**Exercise:** In the data, extract each line that holds the string "impl".

**Exercise materials:**

+ + +

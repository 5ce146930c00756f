//! Order Status Workflow
//!
//! Enforces the legal-transition table and drives the coupled table state:
//! a terminal status releases the order's table in the same transaction as
//! the order write.

use crate::db::models::{Order, StatusHistoryEntry};
use crate::db::repository::{OrderRepository, TenantScope};
use crate::utils::now_millis;
use shared::{AppError, AppResult, OrderStatus};
use surrealdb::Surreal;
use surrealdb::engine::local::Db;

/// Status workflow orchestration
#[derive(Clone)]
pub struct OrderWorkflow {
    orders: OrderRepository,
}

impl OrderWorkflow {
    pub fn new(db: Surreal<Db>) -> Self {
        Self {
            orders: OrderRepository::new(db),
        }
    }

    /// Transition an order to a new status
    ///
    /// Rejects any target outside the current status's allowed set with no
    /// mutation. On acceptance: sets the status, appends exactly one
    /// history entry, stamps the completion timestamp on first entry into
    /// `done`, recomputes totals, and persists — releasing the table
    /// atomically when the new status is terminal.
    pub async fn transition(
        &self,
        scope: &TenantScope,
        order_id: &str,
        new_status: OrderStatus,
        acting_user: &str,
    ) -> AppResult<Order> {
        let mut order = self
            .orders
            .find_by_id(scope, order_id)
            .await
            .map_err(AppError::from)?
            .ok_or_else(|| AppError::not_found("Order"))?;

        if !order.status.can_transition_to(new_status) {
            return Err(AppError::invalid_transition(
                order.status.as_str(),
                new_status.as_str(),
            ));
        }

        order.status = new_status;
        order.status_history.push(StatusHistoryEntry {
            status: new_status,
            timestamp: now_millis(),
            updated_by: Some(acting_user.to_string()),
        });
        if new_status == OrderStatus::Done && order.completed_at.is_none() {
            order.completed_at = Some(now_millis());
        }
        order.recompute_totals();

        let persisted = if new_status.is_terminal() {
            self.orders.update_with_table_release(&order).await
        } else {
            self.orders.update(&order).await
        }
        .map_err(AppError::from)?;

        tracing::info!(
            order_number = %persisted.order_number,
            status = %persisted.status,
            acting_user = %acting_user,
            "Order status updated"
        );
        Ok(persisted)
    }
}
//! JWT 令牌服务
//!
//! 处理 JWT 令牌的生成、验证和解析。

use chrono::{Duration, Utc};
use jsonwebtoken::errors::ErrorKind;
use jsonwebtoken::{Algorithm, DecodingKey, EncodingKey, Header, Validation, decode, encode};
use rand::Rng;
use serde::{Deserialize, Serialize};
use shared::Role;
use thiserror::Error;

/// JWT 配置
#[derive(Debug, Clone, Serialize, Deserialize)]
pub struct JwtConfig {
    /// JWT 密钥 (应至少 32 字节)
    pub secret: String,
    /// 令牌过期时间 (分钟)
    pub expiration_minutes: i64,
    /// 令牌签发者
    pub issuer: String,
    /// 令牌受众
    pub audience: String,
}

impl Default for JwtConfig {
    fn default() -> Self {
        Self {
            secret: load_jwt_secret(),
            expiration_minutes: std::env::var("JWT_EXPIRATION_MINUTES")
                .ok()
                .and_then(|s| s.parse().ok())
                .unwrap_or(1440), // 默认 24 小时
            issuer: std::env::var("JWT_ISSUER").unwrap_or_else(|_| "order-server".to_string()),
            audience: std::env::var("JWT_AUDIENCE")
                .unwrap_or_else(|_| "order-clients".to_string()),
        }
    }
}

/// 生成可打印的安全 JWT 密钥 (用于开发环境)
pub fn generate_secure_jwt_secret() -> String {
    const ALLOWED: &[u8] =
        b"ABCDEFGHIJKLMNOPQRSTUVWXYZabcdefghijklmnopqrstuvwxyz0123456789!@#$%^&*()-_=+";
    let mut rng = rand::thread_rng();
    (0..64)
        .map(|_| ALLOWED[rng.gen_range(0..ALLOWED.len())] as char)
        .collect()
}

/// 从环境变量安全地加载 JWT 密钥
fn load_jwt_secret() -> String {
    match std::env::var("JWT_SECRET") {
        Ok(secret) if secret.len() >= 32 => secret,
        Ok(_) => {
            #[cfg(debug_assertions)]
            {
                tracing::warn!("JWT_SECRET too short (< 32 chars), generating temporary key");
                generate_secure_jwt_secret()
            }
            #[cfg(not(debug_assertions))]
            {
                panic!("JWT_SECRET must be at least 32 characters long");
            }
        }
        Err(_) => {
            #[cfg(debug_assertions)]
            {
                tracing::warn!(
                    "JWT_SECRET not set! Generating secure temporary key for development."
                );
                generate_secure_jwt_secret()
            }
            #[cfg(not(debug_assertions))]
            {
                panic!("JWT_SECRET environment variable must be set in production!");
            }
        }
    }
}

/// 存储在令牌中的 JWT Claims
#[derive(Debug, Clone, Serialize, Deserialize)]
pub struct Claims {
    /// 用户 ID (Subject)
    pub sub: String,
    /// 用户名
    pub username: String,
    /// 显示名称
    pub name: String,
    /// 角色
    pub role: Role,
    /// Tenant binding; absent for superadmin
    #[serde(default, skip_serializing_if = "Option::is_none")]
    pub restaurant: Option<String>,
    /// 令牌类型
    pub token_type: String,
    /// 过期时间戳
    pub exp: i64,
    /// 签发时间戳
    pub iat: i64,
    /// 签发者
    pub iss: String,
    /// 受众
    pub aud: String,
}

/// JWT 错误
#[derive(Error, Debug)]
pub enum JwtError {
    #[error("无效令牌: {0}")]
    InvalidToken(String),

    #[error("令牌已过期")]
    ExpiredToken,

    #[error("无效签名")]
    InvalidSignature,

    #[error("令牌生成失败: {0}")]
    GenerationFailed(String),
}

/// JWT 令牌服务
#[derive(Debug, Clone)]
pub struct JwtService {
    pub config: JwtConfig,
    encoding_key: EncodingKey,
    decoding_key: DecodingKey,
}

impl JwtService {
    /// 使用默认配置创建新的 JWT 服务
    pub fn new() -> Self {
        Self::with_config(JwtConfig::default())
    }

    /// 使用指定配置创建新的 JWT 服务
    pub fn with_config(config: JwtConfig) -> Self {
        let encoding_key = EncodingKey::from_secret(config.secret.as_bytes());
        let decoding_key = DecodingKey::from_secret(config.secret.as_bytes());

        Self {
            config,
            encoding_key,
            decoding_key,
        }
    }

    /// 为用户生成新令牌
    pub fn generate_token(
        &self,
        user_id: &str,
        username: &str,
        name: &str,
        role: Role,
        restaurant: Option<&str>,
    ) -> Result<String, JwtError> {
        let now = Utc::now();
        let expiration = now + Duration::minutes(self.config.expiration_minutes);

        let claims = Claims {
            sub: user_id.to_string(),
            username: username.to_string(),
            name: name.to_string(),
            role,
            restaurant: restaurant.map(|r| r.to_string()),
            token_type: "access".to_string(),
            exp: expiration.timestamp(),
            iat: now.timestamp(),
            iss: self.config.issuer.clone(),
            aud: self.config.audience.clone(),
        };

        encode(&Header::default(), &claims, &self.encoding_key)
            .map_err(|e| JwtError::GenerationFailed(e.to_string()))
    }

    /// 验证并解码令牌
    pub fn validate_token(&self, token: &str) -> Result<Claims, JwtError> {
        let mut validation = Validation::new(Algorithm::HS256);
        validation.set_audience(&[&self.config.audience]);
        validation.set_issuer(&[&self.config.issuer]);
        validation.set_required_spec_claims(&["sub", "exp", "iat", "iss", "aud"]);

        let token_data = decode::<Claims>(token, &self.decoding_key, &validation).map_err(|e| {
            match e.kind() {
                ErrorKind::ExpiredSignature => JwtError::ExpiredToken,
                ErrorKind::InvalidSignature => JwtError::InvalidSignature,
                ErrorKind::InvalidToken => JwtError::InvalidToken(e.to_string()),
                _ => JwtError::InvalidToken(format!("Token validation failed: {}", e)),
            }
        })?;

        Ok(token_data.claims)
    }

    /// 从 Authorization 头提取令牌
    pub fn extract_from_header(header: &str) -> Option<&str> {
        header.strip_prefix("Bearer ")
    }
}

impl Default for JwtService {
    fn default() -> Self {
        Self::new()
    }
}

/// 当前用户上下文 (从 JWT Claims 解析)
///
/// 由认证中间件创建，注入到请求处理函数
#[derive(Debug, Clone)]
pub struct CurrentUser {
    /// 用户 ID
    pub id: String,
    /// 用户名
    pub username: String,
    /// 显示名称
    pub name: String,
    /// 角色
    pub role: Role,
    /// Tenant binding; None only for superadmin
    pub restaurant: Option<String>,
}

impl From<Claims> for CurrentUser {
    fn from(claims: Claims) -> Self {
        Self {
            id: claims.sub,
            username: claims.username,
            name: claims.name,
            role: claims.role,
            restaurant: claims.restaurant,
        }
    }
}

impl CurrentUser {
    /// 是否超级管理员
    pub fn is_superadmin(&self) -> bool {
        self.role == Role::SuperAdmin
    }

    /// 检查是否拥有指定权限
    pub fn has_permission(&self, permission: shared::Permission) -> bool {
        self.role.has_permission(permission)
    }
}

#[cfg(test)]
mod tests {
    use super::*;

    fn test_service() -> JwtService {
        JwtService::with_config(JwtConfig {
            secret: "test-secret-key-with-at-least-32-chars!".to_string(),
            expiration_minutes: 60,
            issuer: "order-server".to_string(),
            audience: "order-clients".to_string(),
        })
    }

    #[test]
    fn test_jwt_generation_and_validation() {
        let service = test_service();

        let token = service
            .generate_token("user:abc", "maria", "Maria", Role::Staff, Some("restaurant:r1"))
            .expect("Failed to generate test token");

        let claims = service
            .validate_token(&token)
            .expect("Failed to validate test token");

        assert_eq!(claims.sub, "user:abc");
        assert_eq!(claims.username, "maria");
        assert_eq!(claims.role, Role::Staff);
        assert_eq!(claims.restaurant.as_deref(), Some("restaurant:r1"));
    }

    #[test]
    fn test_superadmin_claims_without_tenant() {
        let service = test_service();
        let token = service
            .generate_token("user:root", "root", "Root", Role::SuperAdmin, None)
            .unwrap();
        let user = CurrentUser::from(service.validate_token(&token).unwrap());
        assert!(user.is_superadmin());
        assert!(user.restaurant.is_none());
    }

    #[test]
    fn test_invalid_token_rejected() {
        let service = test_service();
        assert!(service.validate_token("not-a-jwt").is_err());
    }

    #[test]
    fn test_extract_from_header() {
        assert_eq!(
            JwtService::extract_from_header("Bearer abc.def.ghi"),
            Some("abc.def.ghi")
        );
        assert_eq!(JwtService::extract_from_header("Basic abc"), None);
    }

    #[test]
    fn test_secret_generation() {
        let a = generate_secure_jwt_secret();
        let b = generate_secure_jwt_secret();
        assert_eq!(a.len(), 64);
        assert_ne!(a, b);
    }
}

+ + +

**Output below:**
impl OrderWorkflow {
impl Default for JwtConfig {
impl JwtService {
impl Default for JwtService {
impl From<Claims> for CurrentUser {
impl CurrentUser {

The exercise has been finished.